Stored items

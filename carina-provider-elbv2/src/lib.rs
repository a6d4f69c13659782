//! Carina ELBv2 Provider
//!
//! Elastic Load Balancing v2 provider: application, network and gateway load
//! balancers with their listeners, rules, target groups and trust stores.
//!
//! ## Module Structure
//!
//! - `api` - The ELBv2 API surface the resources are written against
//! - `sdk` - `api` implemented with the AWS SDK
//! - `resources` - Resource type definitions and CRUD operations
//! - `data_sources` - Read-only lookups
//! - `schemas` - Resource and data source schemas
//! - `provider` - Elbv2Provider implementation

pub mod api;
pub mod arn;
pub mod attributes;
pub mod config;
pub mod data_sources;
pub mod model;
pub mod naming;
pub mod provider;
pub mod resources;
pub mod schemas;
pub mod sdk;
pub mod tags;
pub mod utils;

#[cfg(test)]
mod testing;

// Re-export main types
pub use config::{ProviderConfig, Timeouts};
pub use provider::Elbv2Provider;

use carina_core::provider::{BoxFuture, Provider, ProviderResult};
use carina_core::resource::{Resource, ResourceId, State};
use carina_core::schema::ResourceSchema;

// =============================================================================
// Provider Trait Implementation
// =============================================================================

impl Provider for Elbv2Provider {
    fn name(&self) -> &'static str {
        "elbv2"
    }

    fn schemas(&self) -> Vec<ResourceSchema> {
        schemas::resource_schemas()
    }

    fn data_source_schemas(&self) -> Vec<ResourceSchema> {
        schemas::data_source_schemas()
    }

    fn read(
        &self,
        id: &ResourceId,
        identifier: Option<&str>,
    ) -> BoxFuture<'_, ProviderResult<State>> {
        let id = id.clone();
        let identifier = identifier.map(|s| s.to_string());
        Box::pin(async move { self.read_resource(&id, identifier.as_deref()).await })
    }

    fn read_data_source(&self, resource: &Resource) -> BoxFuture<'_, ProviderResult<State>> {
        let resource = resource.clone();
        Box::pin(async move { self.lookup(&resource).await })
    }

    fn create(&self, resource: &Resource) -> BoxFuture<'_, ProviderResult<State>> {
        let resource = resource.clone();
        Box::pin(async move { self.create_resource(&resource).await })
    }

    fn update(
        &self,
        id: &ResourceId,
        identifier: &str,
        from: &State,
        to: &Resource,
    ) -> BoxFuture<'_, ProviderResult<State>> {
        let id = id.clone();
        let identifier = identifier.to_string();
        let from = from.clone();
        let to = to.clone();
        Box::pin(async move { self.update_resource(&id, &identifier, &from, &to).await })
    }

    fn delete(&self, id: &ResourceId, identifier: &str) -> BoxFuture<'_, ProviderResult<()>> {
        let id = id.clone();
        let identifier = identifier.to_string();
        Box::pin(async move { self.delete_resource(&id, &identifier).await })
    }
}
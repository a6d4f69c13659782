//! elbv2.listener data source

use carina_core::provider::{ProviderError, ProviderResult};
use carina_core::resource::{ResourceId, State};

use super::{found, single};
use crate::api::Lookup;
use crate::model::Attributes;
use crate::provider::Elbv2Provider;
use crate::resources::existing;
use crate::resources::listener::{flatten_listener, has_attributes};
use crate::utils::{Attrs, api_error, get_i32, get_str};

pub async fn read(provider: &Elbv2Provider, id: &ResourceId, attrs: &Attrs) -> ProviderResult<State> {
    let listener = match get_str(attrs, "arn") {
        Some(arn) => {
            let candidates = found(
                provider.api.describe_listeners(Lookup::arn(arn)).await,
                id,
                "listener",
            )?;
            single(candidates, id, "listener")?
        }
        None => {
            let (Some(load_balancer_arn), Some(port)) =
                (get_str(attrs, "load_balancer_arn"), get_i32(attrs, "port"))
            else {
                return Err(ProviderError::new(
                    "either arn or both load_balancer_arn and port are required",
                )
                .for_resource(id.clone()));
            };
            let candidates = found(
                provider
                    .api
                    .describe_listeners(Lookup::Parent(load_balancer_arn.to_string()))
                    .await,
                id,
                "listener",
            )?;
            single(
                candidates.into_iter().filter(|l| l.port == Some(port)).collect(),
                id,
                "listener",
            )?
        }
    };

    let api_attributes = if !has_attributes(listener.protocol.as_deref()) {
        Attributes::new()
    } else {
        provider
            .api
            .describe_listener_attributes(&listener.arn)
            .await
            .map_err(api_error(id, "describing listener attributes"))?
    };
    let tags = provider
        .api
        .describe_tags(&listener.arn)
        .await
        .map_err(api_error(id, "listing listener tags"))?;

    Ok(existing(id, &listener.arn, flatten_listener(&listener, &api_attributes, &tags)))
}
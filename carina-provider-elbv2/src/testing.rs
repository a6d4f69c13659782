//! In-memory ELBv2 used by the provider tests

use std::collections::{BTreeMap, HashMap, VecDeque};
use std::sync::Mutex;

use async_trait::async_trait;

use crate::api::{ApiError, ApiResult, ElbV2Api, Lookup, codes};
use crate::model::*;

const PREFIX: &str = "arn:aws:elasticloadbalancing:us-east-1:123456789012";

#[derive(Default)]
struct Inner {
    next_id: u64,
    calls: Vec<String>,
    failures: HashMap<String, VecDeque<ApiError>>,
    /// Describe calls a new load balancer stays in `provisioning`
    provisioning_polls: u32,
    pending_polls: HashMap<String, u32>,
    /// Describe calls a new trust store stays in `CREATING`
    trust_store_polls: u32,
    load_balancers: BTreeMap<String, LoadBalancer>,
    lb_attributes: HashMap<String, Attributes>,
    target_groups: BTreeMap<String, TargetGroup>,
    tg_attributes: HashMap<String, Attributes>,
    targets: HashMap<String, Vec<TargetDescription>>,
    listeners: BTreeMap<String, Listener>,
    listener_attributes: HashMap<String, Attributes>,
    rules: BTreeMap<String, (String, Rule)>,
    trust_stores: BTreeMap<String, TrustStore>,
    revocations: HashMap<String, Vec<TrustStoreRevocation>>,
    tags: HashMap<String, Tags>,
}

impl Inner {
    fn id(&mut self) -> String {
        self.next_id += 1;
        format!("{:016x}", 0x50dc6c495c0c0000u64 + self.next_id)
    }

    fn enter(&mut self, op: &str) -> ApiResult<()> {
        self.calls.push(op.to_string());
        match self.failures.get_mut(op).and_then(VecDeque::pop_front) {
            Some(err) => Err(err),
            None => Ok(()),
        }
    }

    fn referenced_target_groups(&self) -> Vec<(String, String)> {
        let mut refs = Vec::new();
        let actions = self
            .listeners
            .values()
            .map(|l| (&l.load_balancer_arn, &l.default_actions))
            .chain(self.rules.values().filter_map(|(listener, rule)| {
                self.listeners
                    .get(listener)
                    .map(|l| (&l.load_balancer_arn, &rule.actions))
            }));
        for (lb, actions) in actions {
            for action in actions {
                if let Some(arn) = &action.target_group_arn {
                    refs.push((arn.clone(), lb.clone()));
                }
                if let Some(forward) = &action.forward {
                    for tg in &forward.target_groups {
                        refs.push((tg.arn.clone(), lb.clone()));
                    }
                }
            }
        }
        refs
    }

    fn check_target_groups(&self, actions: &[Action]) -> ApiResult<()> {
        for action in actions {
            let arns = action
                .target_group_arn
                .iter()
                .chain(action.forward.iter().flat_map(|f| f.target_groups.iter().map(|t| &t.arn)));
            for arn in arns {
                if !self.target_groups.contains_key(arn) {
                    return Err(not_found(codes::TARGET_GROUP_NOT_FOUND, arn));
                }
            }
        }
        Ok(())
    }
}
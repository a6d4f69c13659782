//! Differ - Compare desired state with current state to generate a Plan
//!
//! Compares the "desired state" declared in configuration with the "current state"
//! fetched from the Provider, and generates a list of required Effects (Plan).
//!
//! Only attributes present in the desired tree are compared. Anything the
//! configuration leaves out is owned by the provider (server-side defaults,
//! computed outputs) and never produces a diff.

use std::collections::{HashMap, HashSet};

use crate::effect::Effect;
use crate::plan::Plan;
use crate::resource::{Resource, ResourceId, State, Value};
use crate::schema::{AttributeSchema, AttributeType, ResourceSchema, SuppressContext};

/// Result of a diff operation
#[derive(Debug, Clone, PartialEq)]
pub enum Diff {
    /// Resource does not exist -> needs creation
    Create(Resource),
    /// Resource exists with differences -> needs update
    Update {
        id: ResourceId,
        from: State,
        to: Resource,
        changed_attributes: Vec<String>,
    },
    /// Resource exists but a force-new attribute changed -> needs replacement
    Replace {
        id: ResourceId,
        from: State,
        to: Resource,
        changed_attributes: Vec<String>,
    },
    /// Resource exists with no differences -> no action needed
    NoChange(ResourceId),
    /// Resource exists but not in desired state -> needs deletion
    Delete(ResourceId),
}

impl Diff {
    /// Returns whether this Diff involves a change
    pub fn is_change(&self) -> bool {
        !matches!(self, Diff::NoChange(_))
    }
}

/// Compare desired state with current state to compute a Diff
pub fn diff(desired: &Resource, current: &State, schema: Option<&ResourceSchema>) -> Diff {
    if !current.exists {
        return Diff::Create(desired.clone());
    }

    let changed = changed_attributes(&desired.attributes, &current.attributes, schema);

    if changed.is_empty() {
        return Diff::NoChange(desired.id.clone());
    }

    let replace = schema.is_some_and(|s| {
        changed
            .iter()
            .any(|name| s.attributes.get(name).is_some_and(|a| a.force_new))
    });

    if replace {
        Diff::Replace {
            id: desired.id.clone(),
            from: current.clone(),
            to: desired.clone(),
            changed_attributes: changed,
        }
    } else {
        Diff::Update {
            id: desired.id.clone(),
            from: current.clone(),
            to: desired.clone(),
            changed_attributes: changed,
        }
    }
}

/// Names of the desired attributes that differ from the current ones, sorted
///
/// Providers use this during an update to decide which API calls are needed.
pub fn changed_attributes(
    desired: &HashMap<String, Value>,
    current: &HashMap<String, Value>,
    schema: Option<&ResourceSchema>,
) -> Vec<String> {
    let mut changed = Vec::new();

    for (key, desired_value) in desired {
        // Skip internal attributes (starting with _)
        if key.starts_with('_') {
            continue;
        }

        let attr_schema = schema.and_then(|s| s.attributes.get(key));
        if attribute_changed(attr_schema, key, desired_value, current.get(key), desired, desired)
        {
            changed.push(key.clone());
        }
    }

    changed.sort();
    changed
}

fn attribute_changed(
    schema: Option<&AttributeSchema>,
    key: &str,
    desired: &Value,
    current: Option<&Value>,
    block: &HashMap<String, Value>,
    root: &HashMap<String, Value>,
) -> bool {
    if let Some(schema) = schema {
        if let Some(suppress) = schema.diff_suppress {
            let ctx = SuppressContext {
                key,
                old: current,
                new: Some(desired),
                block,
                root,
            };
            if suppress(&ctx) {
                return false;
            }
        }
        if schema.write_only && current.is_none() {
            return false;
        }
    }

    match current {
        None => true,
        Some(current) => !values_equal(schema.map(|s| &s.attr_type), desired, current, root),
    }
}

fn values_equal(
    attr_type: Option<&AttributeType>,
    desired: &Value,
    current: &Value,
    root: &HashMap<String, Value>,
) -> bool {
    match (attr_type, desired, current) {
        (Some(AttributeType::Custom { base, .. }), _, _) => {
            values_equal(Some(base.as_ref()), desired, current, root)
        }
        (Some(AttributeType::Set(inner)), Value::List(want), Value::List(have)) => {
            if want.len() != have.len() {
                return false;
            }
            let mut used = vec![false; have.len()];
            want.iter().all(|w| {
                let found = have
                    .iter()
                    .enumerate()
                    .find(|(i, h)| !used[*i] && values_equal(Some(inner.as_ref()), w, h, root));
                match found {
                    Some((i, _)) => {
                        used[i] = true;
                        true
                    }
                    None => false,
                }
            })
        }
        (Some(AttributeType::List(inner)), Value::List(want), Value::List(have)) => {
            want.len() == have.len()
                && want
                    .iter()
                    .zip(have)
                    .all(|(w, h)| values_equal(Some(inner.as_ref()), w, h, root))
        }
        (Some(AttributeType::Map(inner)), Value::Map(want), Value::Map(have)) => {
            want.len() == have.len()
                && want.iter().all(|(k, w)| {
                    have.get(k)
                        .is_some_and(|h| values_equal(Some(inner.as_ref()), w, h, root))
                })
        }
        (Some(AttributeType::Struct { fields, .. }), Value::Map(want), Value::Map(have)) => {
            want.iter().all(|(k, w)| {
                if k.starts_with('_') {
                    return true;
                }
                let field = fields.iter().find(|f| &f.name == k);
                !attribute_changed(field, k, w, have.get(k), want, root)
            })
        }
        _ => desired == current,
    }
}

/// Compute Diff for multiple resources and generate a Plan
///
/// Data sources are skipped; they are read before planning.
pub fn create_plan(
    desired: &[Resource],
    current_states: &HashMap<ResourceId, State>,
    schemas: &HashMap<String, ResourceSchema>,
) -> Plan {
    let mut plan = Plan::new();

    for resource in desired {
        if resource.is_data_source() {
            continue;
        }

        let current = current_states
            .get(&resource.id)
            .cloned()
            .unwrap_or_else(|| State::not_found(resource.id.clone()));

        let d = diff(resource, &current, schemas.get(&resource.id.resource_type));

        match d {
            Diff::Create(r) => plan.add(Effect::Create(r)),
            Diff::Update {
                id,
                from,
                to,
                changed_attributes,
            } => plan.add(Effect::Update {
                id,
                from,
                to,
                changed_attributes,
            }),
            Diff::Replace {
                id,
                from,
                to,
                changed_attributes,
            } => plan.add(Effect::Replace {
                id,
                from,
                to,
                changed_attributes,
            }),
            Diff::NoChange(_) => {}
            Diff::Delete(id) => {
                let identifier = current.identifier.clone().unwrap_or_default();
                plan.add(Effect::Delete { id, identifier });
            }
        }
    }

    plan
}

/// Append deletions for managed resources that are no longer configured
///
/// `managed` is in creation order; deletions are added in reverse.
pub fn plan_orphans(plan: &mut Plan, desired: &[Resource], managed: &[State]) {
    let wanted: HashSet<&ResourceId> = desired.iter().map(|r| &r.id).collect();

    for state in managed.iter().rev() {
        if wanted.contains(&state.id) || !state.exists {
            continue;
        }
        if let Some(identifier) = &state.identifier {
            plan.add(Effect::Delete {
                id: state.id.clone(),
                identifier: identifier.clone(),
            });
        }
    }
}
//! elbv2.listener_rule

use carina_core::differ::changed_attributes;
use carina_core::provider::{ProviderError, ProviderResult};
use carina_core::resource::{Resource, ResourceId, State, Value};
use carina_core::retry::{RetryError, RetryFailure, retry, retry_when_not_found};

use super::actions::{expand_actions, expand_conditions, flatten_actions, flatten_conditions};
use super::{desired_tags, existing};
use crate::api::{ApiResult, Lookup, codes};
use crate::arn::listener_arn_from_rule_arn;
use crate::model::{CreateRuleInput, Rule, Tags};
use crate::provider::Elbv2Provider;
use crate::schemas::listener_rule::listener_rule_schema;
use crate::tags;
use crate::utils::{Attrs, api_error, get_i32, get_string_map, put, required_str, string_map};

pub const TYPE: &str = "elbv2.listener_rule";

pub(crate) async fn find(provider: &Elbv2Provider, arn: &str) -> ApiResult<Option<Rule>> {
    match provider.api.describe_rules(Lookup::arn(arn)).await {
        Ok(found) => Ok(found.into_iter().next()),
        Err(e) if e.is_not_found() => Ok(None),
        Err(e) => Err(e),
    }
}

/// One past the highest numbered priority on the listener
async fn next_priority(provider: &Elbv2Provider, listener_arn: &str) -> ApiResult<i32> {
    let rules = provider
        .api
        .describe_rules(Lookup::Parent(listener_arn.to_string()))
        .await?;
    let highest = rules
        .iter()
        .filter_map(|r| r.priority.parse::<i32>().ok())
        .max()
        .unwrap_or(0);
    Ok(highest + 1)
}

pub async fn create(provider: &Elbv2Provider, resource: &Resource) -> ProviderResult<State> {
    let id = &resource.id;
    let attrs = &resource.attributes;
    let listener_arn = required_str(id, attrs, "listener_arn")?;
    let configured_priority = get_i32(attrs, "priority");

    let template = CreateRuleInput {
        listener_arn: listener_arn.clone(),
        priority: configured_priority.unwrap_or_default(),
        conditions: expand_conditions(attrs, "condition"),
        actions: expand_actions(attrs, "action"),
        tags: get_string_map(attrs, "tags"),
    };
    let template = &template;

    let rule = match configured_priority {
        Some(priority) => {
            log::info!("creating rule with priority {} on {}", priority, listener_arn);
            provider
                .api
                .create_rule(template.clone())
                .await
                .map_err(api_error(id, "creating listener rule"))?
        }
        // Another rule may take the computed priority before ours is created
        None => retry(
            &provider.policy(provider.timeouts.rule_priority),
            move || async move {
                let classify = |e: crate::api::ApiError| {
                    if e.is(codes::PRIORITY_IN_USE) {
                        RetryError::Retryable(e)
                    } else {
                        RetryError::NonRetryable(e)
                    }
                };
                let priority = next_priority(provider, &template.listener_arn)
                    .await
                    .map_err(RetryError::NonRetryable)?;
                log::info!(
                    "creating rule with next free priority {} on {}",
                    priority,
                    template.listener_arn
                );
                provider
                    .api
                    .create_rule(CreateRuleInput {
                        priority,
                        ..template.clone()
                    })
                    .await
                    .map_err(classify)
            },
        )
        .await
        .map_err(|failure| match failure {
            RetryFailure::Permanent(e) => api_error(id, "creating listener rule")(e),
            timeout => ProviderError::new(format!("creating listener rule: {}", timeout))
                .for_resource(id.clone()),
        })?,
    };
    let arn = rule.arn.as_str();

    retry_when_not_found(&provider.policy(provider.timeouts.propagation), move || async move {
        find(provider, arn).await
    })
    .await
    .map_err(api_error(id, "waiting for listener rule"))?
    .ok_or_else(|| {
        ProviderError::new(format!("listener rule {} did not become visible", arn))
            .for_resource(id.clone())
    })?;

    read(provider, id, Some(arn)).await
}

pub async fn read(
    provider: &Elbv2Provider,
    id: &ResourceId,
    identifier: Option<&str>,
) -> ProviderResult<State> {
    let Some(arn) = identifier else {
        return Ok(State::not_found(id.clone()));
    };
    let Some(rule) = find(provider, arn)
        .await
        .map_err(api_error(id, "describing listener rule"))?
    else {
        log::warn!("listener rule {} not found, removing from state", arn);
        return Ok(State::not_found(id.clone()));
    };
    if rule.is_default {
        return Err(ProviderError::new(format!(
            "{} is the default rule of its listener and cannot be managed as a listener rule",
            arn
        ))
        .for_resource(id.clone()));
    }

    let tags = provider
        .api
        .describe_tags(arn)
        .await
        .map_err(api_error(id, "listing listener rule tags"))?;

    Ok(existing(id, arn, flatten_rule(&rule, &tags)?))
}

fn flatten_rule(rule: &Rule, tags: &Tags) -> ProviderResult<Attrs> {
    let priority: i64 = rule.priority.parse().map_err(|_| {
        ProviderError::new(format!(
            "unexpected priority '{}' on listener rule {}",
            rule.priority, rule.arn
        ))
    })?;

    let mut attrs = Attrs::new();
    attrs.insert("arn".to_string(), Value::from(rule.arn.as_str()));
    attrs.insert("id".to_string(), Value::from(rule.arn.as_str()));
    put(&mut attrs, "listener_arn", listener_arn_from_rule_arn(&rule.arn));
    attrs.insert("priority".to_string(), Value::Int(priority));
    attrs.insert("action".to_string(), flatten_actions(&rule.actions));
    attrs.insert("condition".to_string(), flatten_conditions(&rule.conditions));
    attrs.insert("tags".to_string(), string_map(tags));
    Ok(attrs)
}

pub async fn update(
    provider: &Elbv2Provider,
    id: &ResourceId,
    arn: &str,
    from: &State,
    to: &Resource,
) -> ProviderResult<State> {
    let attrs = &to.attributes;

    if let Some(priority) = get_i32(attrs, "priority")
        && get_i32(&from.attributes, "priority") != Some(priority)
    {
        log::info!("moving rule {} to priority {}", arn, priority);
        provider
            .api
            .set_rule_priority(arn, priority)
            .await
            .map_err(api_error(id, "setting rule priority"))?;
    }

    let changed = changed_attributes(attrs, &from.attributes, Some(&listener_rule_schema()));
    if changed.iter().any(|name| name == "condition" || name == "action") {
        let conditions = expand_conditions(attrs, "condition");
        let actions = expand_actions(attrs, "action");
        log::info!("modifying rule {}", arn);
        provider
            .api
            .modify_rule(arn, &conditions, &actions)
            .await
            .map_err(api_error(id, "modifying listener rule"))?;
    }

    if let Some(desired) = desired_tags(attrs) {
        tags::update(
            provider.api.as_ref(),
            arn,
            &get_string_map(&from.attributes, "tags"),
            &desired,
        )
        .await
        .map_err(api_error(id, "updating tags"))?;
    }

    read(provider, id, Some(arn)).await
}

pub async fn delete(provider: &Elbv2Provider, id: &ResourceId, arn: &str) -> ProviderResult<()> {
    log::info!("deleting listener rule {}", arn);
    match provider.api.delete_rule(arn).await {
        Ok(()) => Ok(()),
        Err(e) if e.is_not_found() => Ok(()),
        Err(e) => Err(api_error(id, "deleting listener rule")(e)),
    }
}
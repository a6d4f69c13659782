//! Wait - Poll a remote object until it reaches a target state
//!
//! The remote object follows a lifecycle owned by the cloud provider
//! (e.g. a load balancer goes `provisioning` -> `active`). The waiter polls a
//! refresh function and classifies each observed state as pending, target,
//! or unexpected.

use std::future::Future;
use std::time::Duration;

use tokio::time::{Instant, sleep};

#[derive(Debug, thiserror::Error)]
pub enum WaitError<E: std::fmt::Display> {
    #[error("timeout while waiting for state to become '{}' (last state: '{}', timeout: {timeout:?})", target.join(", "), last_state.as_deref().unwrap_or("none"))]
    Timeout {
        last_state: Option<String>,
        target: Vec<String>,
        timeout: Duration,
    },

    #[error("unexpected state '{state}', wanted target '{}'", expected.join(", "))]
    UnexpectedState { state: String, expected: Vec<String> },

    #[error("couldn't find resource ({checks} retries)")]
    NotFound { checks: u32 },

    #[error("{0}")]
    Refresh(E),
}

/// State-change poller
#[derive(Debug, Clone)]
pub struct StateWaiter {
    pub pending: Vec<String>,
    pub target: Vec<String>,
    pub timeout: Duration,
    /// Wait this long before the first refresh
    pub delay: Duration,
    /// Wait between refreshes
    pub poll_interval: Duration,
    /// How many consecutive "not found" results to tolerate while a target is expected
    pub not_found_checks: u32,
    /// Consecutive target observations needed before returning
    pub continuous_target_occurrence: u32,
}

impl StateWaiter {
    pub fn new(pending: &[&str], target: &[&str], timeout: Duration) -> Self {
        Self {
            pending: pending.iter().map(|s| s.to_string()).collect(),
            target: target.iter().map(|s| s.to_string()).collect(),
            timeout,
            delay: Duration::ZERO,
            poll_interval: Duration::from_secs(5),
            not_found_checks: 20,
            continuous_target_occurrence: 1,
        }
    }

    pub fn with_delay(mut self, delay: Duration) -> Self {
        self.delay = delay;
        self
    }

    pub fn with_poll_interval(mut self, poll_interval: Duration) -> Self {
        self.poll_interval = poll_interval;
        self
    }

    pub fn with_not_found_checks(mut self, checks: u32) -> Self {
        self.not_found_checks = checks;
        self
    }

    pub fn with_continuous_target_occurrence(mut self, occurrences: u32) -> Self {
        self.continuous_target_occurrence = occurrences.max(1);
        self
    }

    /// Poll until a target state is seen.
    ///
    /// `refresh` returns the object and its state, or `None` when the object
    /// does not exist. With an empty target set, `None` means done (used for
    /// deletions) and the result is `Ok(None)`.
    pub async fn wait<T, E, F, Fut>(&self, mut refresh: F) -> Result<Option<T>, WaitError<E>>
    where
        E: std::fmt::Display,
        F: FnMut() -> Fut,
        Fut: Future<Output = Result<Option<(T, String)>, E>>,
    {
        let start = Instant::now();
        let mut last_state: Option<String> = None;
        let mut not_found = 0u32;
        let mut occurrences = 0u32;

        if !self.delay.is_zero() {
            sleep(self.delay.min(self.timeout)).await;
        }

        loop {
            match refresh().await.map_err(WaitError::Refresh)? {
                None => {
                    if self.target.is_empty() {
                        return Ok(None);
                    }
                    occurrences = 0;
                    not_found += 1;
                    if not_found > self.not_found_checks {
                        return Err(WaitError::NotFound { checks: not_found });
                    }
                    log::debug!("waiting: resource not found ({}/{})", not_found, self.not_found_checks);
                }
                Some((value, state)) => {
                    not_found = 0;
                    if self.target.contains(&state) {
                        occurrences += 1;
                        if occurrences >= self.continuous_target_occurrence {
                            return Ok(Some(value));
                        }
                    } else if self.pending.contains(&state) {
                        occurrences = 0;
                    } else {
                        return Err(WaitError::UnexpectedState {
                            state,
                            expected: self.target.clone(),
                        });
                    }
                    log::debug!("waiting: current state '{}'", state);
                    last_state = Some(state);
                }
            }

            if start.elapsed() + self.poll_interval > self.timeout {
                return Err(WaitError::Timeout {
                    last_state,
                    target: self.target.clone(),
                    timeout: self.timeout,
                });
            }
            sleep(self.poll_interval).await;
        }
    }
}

**WORK INSTRUCTION:** Pull out the lines above in which the word "differences" appears.

**YOUR SOLUTION:**
    /// Resource exists with differences -> needs update
    /// Resource exists with no differences -> no action needed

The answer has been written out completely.